● What you should do:
Lines below that include the word "OptionRegistry" should each be copied.

● Exercise data:
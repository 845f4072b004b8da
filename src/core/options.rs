//! core::options
//!
//! Shared handle over the option registry and its scope stack.
//!
//! # Design
//!
//! [`Options`] is the one object components receive when they need
//! configuration. It is cheap to clone; all clones share the same registry
//! and scope stack. The internal lock is held only for the duration of a
//! single operation, never across the body of a scope.
//!
//! Scoped overrides come in three shapes:
//! - [`Options::enter`] / [`Options::exit`] - explicit pair
//! - [`Options::option_context`] / [`Options::scoped`] - RAII guard that
//!   exits on drop, including while unwinding from a panic
//! - [`Options::with_overrides`] - run a closure inside a scope
//!
//! # Example
//!
//! ```
//! use optgate::core::options::Options;
//!
//! let options = Options::with_core_options().unwrap();
//! assert!(!options.interactive().unwrap());
//!
//! {
//!     let _scope = options.option_context("interactive", true).unwrap();
//!     assert!(options.interactive().unwrap());
//! }
//!
//! assert!(!options.interactive().unwrap());
//! ```

use std::sync::{Arc, Mutex, MutexGuard, PoisonError};

use tracing::warn;

use super::config::schema::{GRAPHVIZ_REPR, INTERACTIVE, SQL_DEFAULT_LIMIT, VERBOSE};
use super::config::{
    ConfigError, OptionError, OptionInfo, OptionRegistry, OptionSpec, SettingsFile,
};
use super::scope::{FrameId, ScopeStack};
use super::types::{OptionValue, RowLimit};

#[derive(Debug)]
struct OptionsState {
    registry: OptionRegistry,
    scopes: ScopeStack,
}

/// Shared, cloneable handle to the option registry.
#[derive(Debug, Clone)]
pub struct Options {
    inner: Arc<Mutex<OptionsState>>,
}

impl Options {
    /// Wrap an initialized registry.
    pub fn new(registry: OptionRegistry) -> Self {
        Self {
            inner: Arc::new(Mutex::new(OptionsState {
                registry,
                scopes: ScopeStack::new(),
            })),
        }
    }

    /// Create a handle over a registry holding the core options.
    pub fn with_core_options() -> Result<Self, OptionError> {
        OptionRegistry::with_core_options().map(Self::new)
    }

    /// Lock the shared state.
    ///
    /// A panic inside a scope body never holds this lock, so a poisoned
    /// mutex still guards consistent state.
    fn state(&self) -> MutexGuard<'_, OptionsState> {
        self.inner.lock().unwrap_or_else(PoisonError::into_inner)
    }

    // =========================================================================
    // Registry access
    // =========================================================================

    /// Register an additional option.
    pub fn register(&self, spec: OptionSpec) -> Result<(), OptionError> {
        self.state().registry.register(spec)
    }

    /// Register options under a namespace prefix, all or nothing.
    pub fn register_prefixed(&self, prefix: &str, specs: Vec<OptionSpec>) -> Result<(), OptionError> {
        self.state().registry.register_prefixed(prefix, specs)
    }

    /// Get the effective value of an option.
    pub fn get(&self, path: &str) -> Result<OptionValue, OptionError> {
        self.state().registry.get(path)
    }

    /// Set an option, returning the previous value.
    ///
    /// A value set inside an active scope is discarded when that scope exits.
    pub fn set(&self, path: &str, value: impl Into<OptionValue>) -> Result<OptionValue, OptionError> {
        self.state().registry.set(path, value.into())
    }

    /// Set several options, all or nothing.
    pub fn set_many<I, P, V>(&self, entries: I) -> Result<(), OptionError>
    where
        I: IntoIterator<Item = (P, V)>,
        P: AsRef<str>,
        V: Into<OptionValue>,
    {
        self.state().registry.set_many(entries)
    }

    /// Reset an option to its default.
    pub fn reset(&self, path: &str) -> Result<OptionValue, OptionError> {
        self.state().registry.reset(path)
    }

    pub fn contains(&self, path: &str) -> bool {
        self.state().registry.contains(path)
    }

    pub fn is_namespace(&self, prefix: &str) -> bool {
        self.state().registry.is_namespace(prefix)
    }

    pub fn describe(&self, path: &str) -> Result<OptionInfo, OptionError> {
        self.state().registry.describe(path)
    }

    pub fn list(&self, prefix: Option<&str>) -> Vec<OptionInfo> {
        self.state().registry.list(prefix)
    }

    /// Apply a settings file, all or nothing.
    pub fn apply_settings(&self, settings: &SettingsFile) -> Result<(), ConfigError> {
        settings.apply(&mut self.state().registry)
    }

    // =========================================================================
    // Scopes
    // =========================================================================

    /// Enter a scope overriding each `(path, value)` pair.
    pub fn enter<I, P, V>(&self, overrides: I) -> Result<FrameId, OptionError>
    where
        I: IntoIterator<Item = (P, V)>,
        P: AsRef<str>,
        V: Into<OptionValue>,
    {
        let mut state = self.state();
        let OptionsState { registry, scopes } = &mut *state;
        scopes.enter(registry, overrides)
    }

    /// Exit the innermost scope.
    ///
    /// # Errors
    ///
    /// Returns [`OptionError::ScopeOrder`] if `id` is not the innermost scope.
    pub fn exit(&self, id: FrameId) -> Result<(), OptionError> {
        let mut state = self.state();
        let OptionsState { registry, scopes } = &mut *state;
        scopes.exit(registry, id)
    }

    /// Number of active scopes.
    pub fn scope_depth(&self) -> usize {
        self.state().scopes.depth()
    }

    /// Override a single option until the returned guard is dropped.
    pub fn option_context(
        &self,
        path: &str,
        value: impl Into<OptionValue>,
    ) -> Result<ScopeGuard, OptionError> {
        self.scoped([(path, value.into())])
    }

    /// Override several options until the returned guard is dropped.
    pub fn scoped<I, P, V>(&self, overrides: I) -> Result<ScopeGuard, OptionError>
    where
        I: IntoIterator<Item = (P, V)>,
        P: AsRef<str>,
        V: Into<OptionValue>,
    {
        let id = self.enter(overrides)?;
        Ok(ScopeGuard {
            options: self.clone(),
            id,
            active: true,
        })
    }

    /// Run `body` with the given overrides in effect.
    ///
    /// The overrides are removed when `body` returns or panics.
    pub fn with_overrides<I, P, V, R>(
        &self,
        overrides: I,
        body: impl FnOnce() -> R,
    ) -> Result<R, OptionError>
    where
        I: IntoIterator<Item = (P, V)>,
        P: AsRef<str>,
        V: Into<OptionValue>,
    {
        let mut guard = self.scoped(overrides)?;
        let result = body();
        guard.exit()?;
        Ok(result)
    }

    // =========================================================================
    // Typed accessors
    // =========================================================================

    fn bool_option(&self, path: &str) -> Result<bool, OptionError> {
        let value = self.get(path)?;
        match value.as_bool() {
            Some(b) => Ok(b),
            None => Err(OptionError::InvalidValue {
                path: path.to_string(),
                value,
                reason: "expected bool".to_string(),
            }),
        }
    }

    /// Whether displaying a deferred expression executes it.
    pub fn interactive(&self) -> Result<bool, OptionError> {
        self.bool_option(INTERACTIVE)
    }

    /// Whether queries are logged before execution.
    pub fn verbose(&self) -> Result<bool, OptionError> {
        self.bool_option(VERBOSE)
    }

    /// Whether non-interactive display also renders a graph.
    pub fn graphviz_repr(&self) -> Result<bool, OptionError> {
        self.bool_option(GRAPHVIZ_REPR)
    }

    /// Row limit for displayed expressions without their own limit.
    pub fn default_limit(&self) -> Result<RowLimit, OptionError> {
        let value = self.get(SQL_DEFAULT_LIMIT)?;
        Ok(RowLimit::from_value(&value)?)
    }
}

/// An active scope that exits when dropped.
#[must_use = "the scope exits as soon as the guard is dropped"]
#[derive(Debug)]
pub struct ScopeGuard {
    options: Options,
    id: FrameId,
    active: bool,
}

impl ScopeGuard {
    /// The frame this guard will exit.
    pub fn id(&self) -> FrameId {
        self.id
    }

    /// Exit the scope now, surfacing ordering errors instead of panicking.
    ///
    /// On [`OptionError::ScopeOrder`] the guard stays active, so it can be
    /// exited again (or dropped) once the inner scopes are gone. Exiting an
    /// already exited guard does nothing.
    pub fn exit(&mut self) -> Result<(), OptionError> {
        if !self.active {
            return Ok(());
        }
        self.options.exit(self.id)?;
        self.active = false;
        Ok(())
    }
}

impl Drop for ScopeGuard {
    fn drop(&mut self) {
        if !self.active {
            return;
        }
        if let Err(e) = self.options.exit(self.id) {
            if std::thread::panicking() {
                warn!(frame = %self.id, "failed to restore options while unwinding: {}", e);
            } else {
                panic!("failed to restore options: {e}");
            }
        }
    }
}

#[cfg(test)]
mod tests {
    use super::*;
    use std::panic::{catch_unwind, AssertUnwindSafe};

    fn options() -> Options {
        Options::with_core_options().unwrap()
    }

    #[test]
    fn clones_share_state() {
        let a = options();
        let b = a.clone();
        a.set(INTERACTIVE, true).unwrap();
        assert!(b.interactive().unwrap());
    }

    #[test]
    fn guard_restores_on_drop() {
        let options = options();
        {
            let _guard = options
                .scoped([
                    (INTERACTIVE, OptionValue::Bool(true)),
                    (SQL_DEFAULT_LIMIT, OptionValue::None),
                ])
                .unwrap();
            assert!(options.interactive().unwrap());
            assert_eq!(options.default_limit().unwrap(), RowLimit::Unlimited);
            assert_eq!(options.scope_depth(), 1);
        }
        assert!(!options.interactive().unwrap());
        assert_eq!(options.default_limit().unwrap(), RowLimit::Rows(10_000));
        assert_eq!(options.scope_depth(), 0);
    }

    #[test]
    fn guard_restores_on_panic() {
        let options = options();
        let result = catch_unwind(AssertUnwindSafe(|| {
            let _guard = options.option_context(INTERACTIVE, true).unwrap();
            panic!("body failed");
        }));
        assert!(result.is_err());
        assert!(!options.interactive().unwrap());
        assert_eq!(options.scope_depth(), 0);
    }

    #[test]
    fn nested_guards_restore_in_order() {
        let options = options();
        let mut outer = options.option_context(SQL_DEFAULT_LIMIT, 50).unwrap();
        {
            let _inner = options.option_context(SQL_DEFAULT_LIMIT, 5).unwrap();
            assert_eq!(options.default_limit().unwrap(), RowLimit::Rows(5));
        }
        assert_eq!(options.default_limit().unwrap(), RowLimit::Rows(50));
        outer.exit().unwrap();
        assert_eq!(options.default_limit().unwrap(), RowLimit::Rows(10_000));
    }

    #[test]
    fn explicit_exit_out_of_order_errors() {
        let options = options();
        let mut outer = options.option_context(INTERACTIVE, true).unwrap();
        let mut inner = options.option_context(GRAPHVIZ_REPR, true).unwrap();

        let err = outer.exit().unwrap_err();
        assert!(matches!(err, OptionError::ScopeOrder { .. }));
        assert_eq!(options.scope_depth(), 2);

        // The outer guard is still usable once the inner scope is gone
        inner.exit().unwrap();
        assert!(options.interactive().unwrap());
        outer.exit().unwrap();
        assert_eq!(options.scope_depth(), 0);
        assert!(!options.interactive().unwrap());
        assert!(!options.graphviz_repr().unwrap());

        // Already exited
        outer.exit().unwrap();
        drop(outer);
        assert_eq!(options.scope_depth(), 0);
    }

    #[test]
    fn failed_exit_guard_restores_on_drop() {
        let options = options();
        let mut outer = options.option_context(INTERACTIVE, true).unwrap();
        let inner = options.option_context(GRAPHVIZ_REPR, true).unwrap();

        assert!(outer.exit().is_err());
        drop(inner);
        drop(outer);
        assert_eq!(options.scope_depth(), 0);
        assert!(!options.interactive().unwrap());
    }

    #[test]
    fn out_of_order_drop_while_unwinding_does_not_abort() {
        let options = options();
        let outer_id = std::cell::Cell::new(None);

        let result = catch_unwind(AssertUnwindSafe(|| {
            let outer = options.option_context(INTERACTIVE, true).unwrap();
            let inner = options.option_context(GRAPHVIZ_REPR, true).unwrap();
            outer_id.set(Some(outer.id()));
            // Tuple fields drop first to last: outer before inner
            let _guards = (outer, inner);
            panic!("body failed");
        }));

        // The original panic surfaces; the misordered drop only logged
        let payload = result.unwrap_err();
        assert_eq!(payload.downcast_ref::<&str>(), Some(&"body failed"));

        // Inner restored; outer frame left for explicit cleanup
        assert_eq!(options.scope_depth(), 1);
        assert!(!options.graphviz_repr().unwrap());
        assert!(options.interactive().unwrap());

        options.exit(outer_id.get().unwrap()).unwrap();
        assert_eq!(options.scope_depth(), 0);
        assert!(!options.interactive().unwrap());
    }

    #[test]
    fn dropping_outer_guard_first_panics() {
        let options = options();
        let outer = options.option_context(INTERACTIVE, true).unwrap();
        let inner = options.option_context(GRAPHVIZ_REPR, true).unwrap();

        let result = catch_unwind(AssertUnwindSafe(|| drop(outer)));
        assert!(result.is_err());

        drop(inner);
    }

    #[test]
    fn with_overrides_returns_body_value() {
        let options = options();
        let seen = options
            .with_overrides([(INTERACTIVE, true)], || options.interactive().unwrap())
            .unwrap();
        assert!(seen);
        assert!(!options.interactive().unwrap());
    }

    #[test]
    fn with_overrides_rejects_invalid_value() {
        let options = options();
        let err = options
            .with_overrides([(SQL_DEFAULT_LIMIT, 0)], || ())
            .unwrap_err();
        assert!(matches!(err, OptionError::InvalidValue { .. }));
        assert_eq!(options.scope_depth(), 0);
    }
}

● Answer section:
    ConfigError, OptionError, OptionInfo, OptionRegistry, OptionSpec, SettingsFile,
    registry: OptionRegistry,
    pub fn new(registry: OptionRegistry) -> Self {
        OptionRegistry::with_core_options().map(Self::new)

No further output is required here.